Tras regresar del Bawdy Moll's, volví a disfrazarme de caballero empelucado, y me dirigí a la prisión de Newgate, donde estaba encerrada Kate. Mi trabajo me había llevado hasta Newgate en numerosas ocasiones, y no tenía intención alguna de adentrarme más profundamente de lo necesario en el corazón de la bestia. Ningún lugar del mundo se parece más a la idea cristiana del infierno que ese foso de cuerpos condenados y podridos, despojados incluso de los residuos de la dignidad. Por el bien de Kate, sólo podía esperar que hubiese convertido lo que conservaba de los bienes de Sir Owen en dinero, para poder costearse así algo más que el alojamiento común dentro de la cárcel. En Newgate, o se resguardaba de la vil morralla o habría de soportar el asalto despiadado al poco honor que le quedara.

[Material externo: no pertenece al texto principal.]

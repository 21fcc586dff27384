//! Bounded, in-memory log of successful conversions.
//!
//! The log is a ring buffer: once `capacity` entries are stored, recording a
//! new one drops the oldest. Nothing is persisted; the log lives as long as
//! the session that owns it.

use std::collections::VecDeque;

use crate::models::HistoryEntry;

/// Default number of entries retained
pub const DEFAULT_HISTORY_CAPACITY: usize = 100;
/// Default number of entries shown by the history view
pub const DEFAULT_DISPLAY_COUNT: usize = 5;

#[derive(Debug, Clone)]
pub struct HistoryLog {
    entries: VecDeque<HistoryEntry>,
    capacity: usize,
}

impl HistoryLog {
    pub fn new() -> Self {
        Self::with_capacity(DEFAULT_HISTORY_CAPACITY)
    }

    /// Create a log holding at most `capacity` entries (at least 1)
    pub fn with_capacity(capacity: usize) -> Self {
        let capacity = capacity.max(1);
        Self { entries: VecDeque::with_capacity(capacity.min(DEFAULT_HISTORY_CAPACITY)), capacity }
    }

    /// Append an entry, evicting the oldest when full
    pub fn record(&mut self, entry: HistoryEntry) {
        if self.entries.len() == self.capacity {
            self.entries.pop_front();
        }
        self.entries.push_back(entry);
    }

    /// The last `n` entries in insertion order (oldest first)
    pub fn recent(&self, n: usize) -> Vec<&HistoryEntry> {
        let skip = self.entries.len().saturating_sub(n);
        self.entries.iter().skip(skip).collect()
    }

    /// Display text of the last `n` entries in insertion order
    pub fn recent_entries(&self, n: usize) -> Vec<String> {
        self.recent(n).into_iter().map(|entry| entry.display.clone()).collect()
    }

    pub fn last(&self) -> Option<&HistoryEntry> {
        self.entries.back()
    }

    pub fn iter(&self) -> impl Iterator<Item = &HistoryEntry> {
        self.entries.iter()
    }

    pub fn len(&self) -> usize {
        self.entries.len()
    }

    pub fn is_empty(&self) -> bool {
        self.entries.is_empty()
    }

    pub fn capacity(&self) -> usize {
        self.capacity
    }

    pub fn clear(&mut self) {
        self.entries.clear();
    }
}

impl Default for HistoryLog {
    fn default() -> Self {
        Self::new()
    }
}
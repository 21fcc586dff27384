use chrono::{DateTime, Utc};
use serde::{Deserialize, Serialize};

use super::category::Category;
use crate::utils::format::format_value;

/// A single successful conversion, formatted once at creation and never mutated
#[derive(Debug, Clone, PartialEq, Serialize, Deserialize)]
pub struct HistoryEntry {
    pub category: Category,
    pub value: f64,
    pub from_unit: String,
    pub converted: f64,
    pub to_unit: String,
    /// `"{value} {from_unit} = {converted} {to_unit}"`
    pub display: String,
    pub recorded_at: DateTime<Utc>,
}

impl HistoryEntry {
    pub fn new(
        category: Category,
        value: f64,
        from_unit: &str,
        converted: f64,
        to_unit: &str,
        precision: Option<usize>,
    ) -> Self {
        let display = format!(
            "{} {} = {} {}",
            format_value(value, precision),
            from_unit,
            format_value(converted, precision),
            to_unit
        );

        Self {
            category,
            value,
            from_unit: from_unit.to_string(),
            converted,
            to_unit: to_unit.to_string(),
            display,
            recorded_at: Utc::now(),
        }
    }
}
//! Data models for the unit converter.
//!
//! - [`Category`] - The fixed set of unit categories, in display order
//! - [`ConversionDescriptor`] - How a unit relates to the rest of its category
//! - [`HistoryEntry`] - A recorded conversion with its formatted display text

pub mod category;
pub mod history;

pub use category::{Category, ConversionDescriptor};
pub use history::HistoryEntry;
//! Shared test utilities for integration tests
#![allow(dead_code)]

use std::fs;
use std::path::{Path, PathBuf};
use std::process::Command;

use tempfile::TempDir;
use unit_converter::{Category, Session, Settings};

/// Builder for a temporary config directory holding a settings.json
pub struct ConfigDirBuilder {
    temp_dir: TempDir,
}

impl ConfigDirBuilder {
    /// Create a new builder with an empty config directory
    pub fn new() -> Self {
        let temp_dir = TempDir::new().expect("Failed to create temp dir");
        Self { temp_dir }
    }

    /// Get the path to the config directory
    pub fn path(&self) -> &Path {
        self.temp_dir.path()
    }

    /// Path of settings.json inside the directory (may not exist yet)
    pub fn settings_path(&self) -> PathBuf {
        self.temp_dir.path().join("settings.json")
    }

    /// Write raw content to settings.json
    pub fn with_settings_json(self, content: &str) -> Self {
        fs::write(self.settings_path(), content).expect("Failed to write settings.json");
        self
    }

    /// Serialize the given settings into settings.json
    pub fn with_settings(self, settings: &Settings) -> Self {
        let content = serde_json::to_string_pretty(settings).expect("Failed to serialize settings");
        self.with_settings_json(&content)
    }

    /// Build and return the temp directory (consumes self)
    pub fn build(self) -> TempDir {
        self.temp_dir
    }
}

impl Default for ConfigDirBuilder {
    fn default() -> Self {
        Self::new()
    }
}

/// Command for the binary, isolated from the user's config and RUST_LOG
pub fn converter_cmd(config_dir: &Path) -> Command {
    let mut cmd = Command::new(env!("CARGO_BIN_EXE_unit-converter"));
    cmd.env("UNIT_CONVERTER_CONFIG_DIR", config_dir).env_remove("RUST_LOG");
    cmd
}

/// Session with `Inch = 2.54 Centimeter` registered
pub fn session_with_inches() -> Session {
    let mut session = Session::default();
    session.add_custom_unit("Inch", "Centimeter", 2.54).expect("Failed to add custom unit");
    session
}

/// Run `count` distinct Length conversions (values 1..=count)
pub fn record_conversions(session: &mut Session, count: usize) {
    for value in 1..=count {
        session
            .convert_and_record(Category::Length, value as f64, "Kilometers", "Meters")
            .expect("Conversion failed");
    }
}

/// Relative comparison for chained floating point results
pub fn approx_eq(a: f64, b: f64) -> bool {
    let scale = a.abs().max(b.abs()).max(1.0);
    (a - b).abs() <= scale * 1e-9
}
impl OutputFormat {
    /// Parse a format name or extension (case-insensitive, leading dot allowed)
    pub fn parse(format: &str) -> DomainResult<Self> {
        let normalized = format.trim().trim_start_matches('.').to_lowercase();
        let parsed = match normalized.as_str() {
            "" => {
                return Err(DomainError::BadArgs(
                    "Output format cannot be empty".to_string(),
                ))
            }
            "mp4" => Self::Mp4,
            "mov" => Self::Mov,
            "mkv" => Self::Mkv,
            "webm" => Self::Webm,
            "avi" => Self::Avi,
            "gif" => Self::Gif,
            other => {
                if !other.chars().all(|c| c.is_ascii_alphanumeric()) {
                    return Err(DomainError::BadArgs(format!(
                        "Invalid output format: {}",
                        format
                    )));
                }
                Self::Custom(other.to_string())
            }
        };
        Ok(parsed)
    }

    /// Format of an existing file, by extension; falls back to mp4
    pub fn from_path(path: &Path) -> Self {
        path.extension()
            .and_then(|ext| Self::parse(&ext.to_string_lossy()).ok())
            .unwrap_or(Self::Mp4)
    }

    pub fn extension(&self) -> &str {
        match self {
            Self::Mp4 => "mp4",
            Self::Mov => "mov",
            Self::Mkv => "mkv",
            Self::Webm => "webm",
            Self::Avi => "avi",
            Self::Gif => "gif",
            Self::Custom(ext) => ext,
        }
    }

    pub fn is_gif(&self) -> bool {
        matches!(self, Self::Gif)
    }

    /// Containers that benefit from `+faststart` and need ADTS audio remapped
    pub fn is_iso_bmff(&self) -> bool {
        matches!(self, Self::Mp4 | Self::Mov)
    }
}

impl fmt::Display for OutputFormat {
    fn fmt(&self, f: &mut fmt::Formatter<'_>) -> fmt::Result {
        f.write_str(self.extension())
    }
}

/// GIF rendering options
#[derive(Debug, Clone, PartialEq)]
pub struct GifOptions {
    pub fps: u32,
    /// Output width in pixels, height follows the aspect ratio
    pub scale: u32,
}
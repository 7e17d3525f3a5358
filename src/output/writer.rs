//! Renders operation results as text, JSON or YAML

use std::fmt::Write as _;
use std::io::Write;

use serde::Serialize;

use crate::domain::errors::DomainError;
use crate::domain::model::{ExecutionReport, HlsResult, MediaOutput};
use crate::output::OutputMode;
use crate::utils::time::format_duration;

/// Result printer bound to one output mode
pub struct OutputWriter {
    mode: OutputMode,
}

impl OutputWriter {
    pub fn new(mode: OutputMode) -> Self {
        Self { mode }
    }

    /// Render the result of a single-file operation; `title` heads the text form
    pub fn render_media(&self, title: &str, output: &MediaOutput) -> Result<String, DomainError> {
        self.render(output, || {
            let mut text = heading(title);
            let _ = writeln!(text, "Output: {}", output.output_path.display());
            write_report(&mut text, &output.report);
            text
        })
    }

    pub fn render_hls(&self, result: &HlsResult) -> Result<String, DomainError> {
        self.render(result, || {
            let mut text = heading("HLS Result");
            if result.has_variants {
                let _ = writeln!(text, "Master playlist: {}", result.master_playlist.display());
                let _ = writeln!(text, "Variants: {}", result.variants.len());
                for (i, variant) in result.variants.iter().enumerate() {
                    let _ = writeln!(
                        text,
                        "  v{}: {} ({} segments)",
                        i,
                        variant.master_playlist.display(),
                        variant.segments.len()
                    );
                }
            } else {
                let _ = writeln!(text, "Playlist: {}", result.master_playlist.display());
            }
            let _ = writeln!(text, "Segments: {}", result.total_segments());
            text
        })
    }

    /// Write `rendered` followed by a newline
    pub fn emit(&self, out: &mut impl Write, rendered: &str) -> Result<(), DomainError> {
        writeln!(out, "{}", rendered.trim_end())
            .map_err(|e| DomainError::FsFail(format!("Failed to write output: {}", e)))
    }

    fn render<T: Serialize>(
        &self,
        value: &T,
        text: impl FnOnce() -> String,
    ) -> Result<String, DomainError> {
        match self.mode {
            OutputMode::Text => Ok(text()),
            OutputMode::Json => serde_json::to_string_pretty(value).map_err(|e| {
                DomainError::BadArgs(format!("Failed to serialize result to JSON: {}", e))
            }),
            OutputMode::Yaml => serde_yaml::to_string(value).map_err(|e| {
                DomainError::BadArgs(format!("Failed to serialize result to YAML: {}", e))
            }),
        }
    }
}

fn heading(title: &str) -> String {
    format!("{}\n{}\n", title, "=".repeat(title.chars().count()))
}

fn write_report(text: &mut String, report: &ExecutionReport) {
    let _ = writeln!(text, "Command: {}", report.command);
    let _ = writeln!(text, "Elapsed: {}", format_duration(report.elapsed));
    if let Some(code) = report.exit_code {
        let _ = writeln!(text, "Exit code: {}", code);
    }
}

A medida que me acercaba, vi de lejos cómo se reunía una multitud, y me di cuenta enseguida de que en el patio había un hombre en la picota. Unas cuantas docenas de mirones se habían congregado para dar vivas en su desgracia y golpearle con huevos podridos y fruta, y a veces con cosas más contundentes, porque el pobre infortunado sangraba por heridas profundas en la cabeza, y tenía un ojo hinchado y negro y quizá del todo destrozado. Un cartel indicaba que estaba acusado de sedición jacobita, un crimen capaz de desencadenar la violencia más odiosa por parte de la muchedumbre. Muchos hombres acusados y castigados por lo mismo no habían logrado sobrevivir a tres días en la picota. Mientras me apresuraba a pasar de largo, un rufián de entre el gentío le arrojó una manzana con fuerza asesina, gritando: «¡Esto por el rey Jorge, papista hijo de puta!». No puedo confirmar que aquel hombre albergara verdadera lealtad hacia nuestro Rey, pero el placer, para él, residía en la agresión. La manzana llegó bien alto y estalló contra la madera por encima de la cabeza del prisionero, sobre la que llovió fruta podrida. Un par de vendedoras de ostras se paseaban por el patio, anunciando a gritos su mercancía, y los hombres y las mujeres de la muchedumbre devoraban los frutos marinos mientras contemplaban alegremente al hombre al que estaban torturando, quizás hasta la muerte.